--- START ---

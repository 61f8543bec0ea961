//! Phone number type for OTP sign-in.

use core::fmt;

use serde::{Deserialize, Serialize};

/// Errors that can occur when parsing a [`Phone`].
#[derive(thiserror::Error, Debug, Clone)]
pub enum PhoneError {
    /// The input string is empty.
    #[error("phone number cannot be empty")]
    Empty,
    /// The input is missing the leading `+` country prefix.
    #[error("phone number must start with a + country prefix")]
    MissingPlusPrefix,
    /// The digits are outside the allowed length range.
    #[error("phone number must have between {min} and {max} digits")]
    BadLength {
        /// Minimum digit count.
        min: usize,
        /// Maximum digit count.
        max: usize,
    },
    /// The input contains a non-digit character after the prefix.
    #[error("phone number contains invalid character '{0}'")]
    InvalidCharacter(char),
}

/// An E.164-style phone number (`+` followed by 8-15 digits).
///
/// Spaces and hyphens in the input are tolerated and stripped; the stored
/// form is always `+<digits>`.
///
/// ## Examples
///
/// ```
/// use vastra_core::Phone;
///
/// let phone = Phone::parse("+91 98765 43210").unwrap();
/// assert_eq!(phone.as_str(), "+919876543210");
///
/// assert!(Phone::parse("9876543210").is_err()); // no country prefix
/// assert!(Phone::parse("+91abc").is_err());     // non-digit
/// ```
#[derive(Debug, Clone, Serialize, Deserialize, PartialEq, Eq, Hash)]
#[serde(transparent)]
pub struct Phone(String);

impl Phone {
    /// Minimum number of digits after the `+`.
    pub const MIN_DIGITS: usize = 8;
    /// Maximum number of digits after the `+` (E.164 limit).
    pub const MAX_DIGITS: usize = 15;

    /// Parse a `Phone` from a string.
    ///
    /// # Errors
    ///
    /// Returns an error if the input is empty, missing the `+` prefix,
    /// contains characters other than digits/spaces/hyphens, or has a digit
    /// count outside 8-15.
    pub fn parse(s: &str) -> Result<Self, PhoneError> {
        let trimmed = s.trim();
        if trimmed.is_empty() {
            return Err(PhoneError::Empty);
        }

        let rest = trimmed
            .strip_prefix('+')
            .ok_or(PhoneError::MissingPlusPrefix)?;

        let mut digits = String::with_capacity(rest.len());
        for c in rest.chars() {
            match c {
                '0'..='9' => digits.push(c),
                ' ' | '-' => {}
                other => return Err(PhoneError::InvalidCharacter(other)),
            }
        }

        if digits.len() < Self::MIN_DIGITS || digits.len() > Self::MAX_DIGITS {
            return Err(PhoneError::BadLength {
                min: Self::MIN_DIGITS,
                max: Self::MAX_DIGITS,
            });
        }

        Ok(Self(format!("+{digits}")))
    }

    /// Returns the normalized phone number as a string slice.
    #[must_use]
    pub fn as_str(&self) -> &str {
        &self.0
    }

    /// Consumes the `Phone` and returns its inner string.
    #[must_use]
    pub fn into_inner(self) -> String {
        self.0
    }
}

impl fmt::Display for Phone {
    fn fmt(&self, f: &mut fmt::Formatter<'_>) -> fmt::Result {
        write!(f, "{}", self.0)
    }
}

impl std::str::FromStr for Phone {
    type Err = PhoneError;

    fn from_str(s: &str) -> Result<Self, Self::Err> {
        Self::parse(s)
    }
}

impl AsRef<str> for Phone {
    fn as_ref(&self) -> &str {
        &self.0
    }
}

--- END ---

— AIM OF THE TASK —
The records shown above are to be retyped exactly, with none omitted.

— ANSWER SECTION —
repository 61f8543bec0ea961
//! Phone number type for OTP sign-in.

use core::fmt;

use serde::{Deserialize, Serialize};

/// Errors that can occur when parsing a [`Phone`].
#[derive(thiserror::Error, Debug, Clone)]
pub enum PhoneError {
    /// The input string is empty.
    #[error("phone number cannot be empty")]
    Empty,
    /// The input is missing the leading `+` country prefix.
    #[error("phone number must start with a + country prefix")]
    MissingPlusPrefix,
    /// The digits are outside the allowed length range.
    #[error("phone number must have between {min} and {max} digits")]
    BadLength {
        /// Minimum digit count.
        min: usize,
        /// Maximum digit count.
        max: usize,
    },
    /// The input contains a non-digit character after the prefix.
    #[error("phone number contains invalid character '{0}'")]
    InvalidCharacter(char),
}

/// An E.164-style phone number (`+` followed by 8-15 digits).
///
/// Spaces and hyphens in the input are tolerated and stripped; the stored
/// form is always `+<digits>`.
///
/// ## Examples
///
/// ```
/// use vastra_core::Phone;
///
/// let phone = Phone::parse("+91 98765 43210").unwrap();
/// assert_eq!(phone.as_str(), "+919876543210");
///
/// assert!(Phone::parse("9876543210").is_err()); // no country prefix
/// assert!(Phone::parse("+91abc").is_err());     // non-digit
/// ```
#[derive(Debug, Clone, Serialize, Deserialize, PartialEq, Eq, Hash)]
#[serde(transparent)]
pub struct Phone(String);

impl Phone {
    /// Minimum number of digits after the `+`.
    pub const MIN_DIGITS: usize = 8;
    /// Maximum number of digits after the `+` (E.164 limit).
    pub const MAX_DIGITS: usize = 15;

    /// Parse a `Phone` from a string.
    ///
    /// # Errors
    ///
    /// Returns an error if the input is empty, missing the `+` prefix,
    /// contains characters other than digits/spaces/hyphens, or has a digit
    /// count outside 8-15.
    pub fn parse(s: &str) -> Result<Self, PhoneError> {
        let trimmed = s.trim();
        if trimmed.is_empty() {
            return Err(PhoneError::Empty);
        }

        let rest = trimmed
            .strip_prefix('+')
            .ok_or(PhoneError::MissingPlusPrefix)?;

        let mut digits = String::with_capacity(rest.len());
        for c in rest.chars() {
            match c {
                '0'..='9' => digits.push(c),
                ' ' | '-' => {}
                other => return Err(PhoneError::InvalidCharacter(other)),
            }
        }

        if digits.len() < Self::MIN_DIGITS || digits.len() > Self::MAX_DIGITS {
            return Err(PhoneError::BadLength {
                min: Self::MIN_DIGITS,
                max: Self::MAX_DIGITS,
            });
        }

        Ok(Self(format!("+{digits}")))
    }

    /// Returns the normalized phone number as a string slice.
    #[must_use]
    pub fn as_str(&self) -> &str {
        &self.0
    }

    /// Consumes the `Phone` and returns its inner string.
    #[must_use]
    pub fn into_inner(self) -> String {
        self.0
    }
}

impl fmt::Display for Phone {
    fn fmt(&self, f: &mut fmt::Formatter<'_>) -> fmt::Result {
        write!(f, "{}", self.0)
    }
}

impl std::str::FromStr for Phone {
    type Err = PhoneError;

    fn from_str(s: &str) -> Result<Self, Self::Err> {
        Self::parse(s)
    }
}

impl AsRef<str> for Phone {
    fn as_ref(&self) -> &str {
        &self.0
    }
}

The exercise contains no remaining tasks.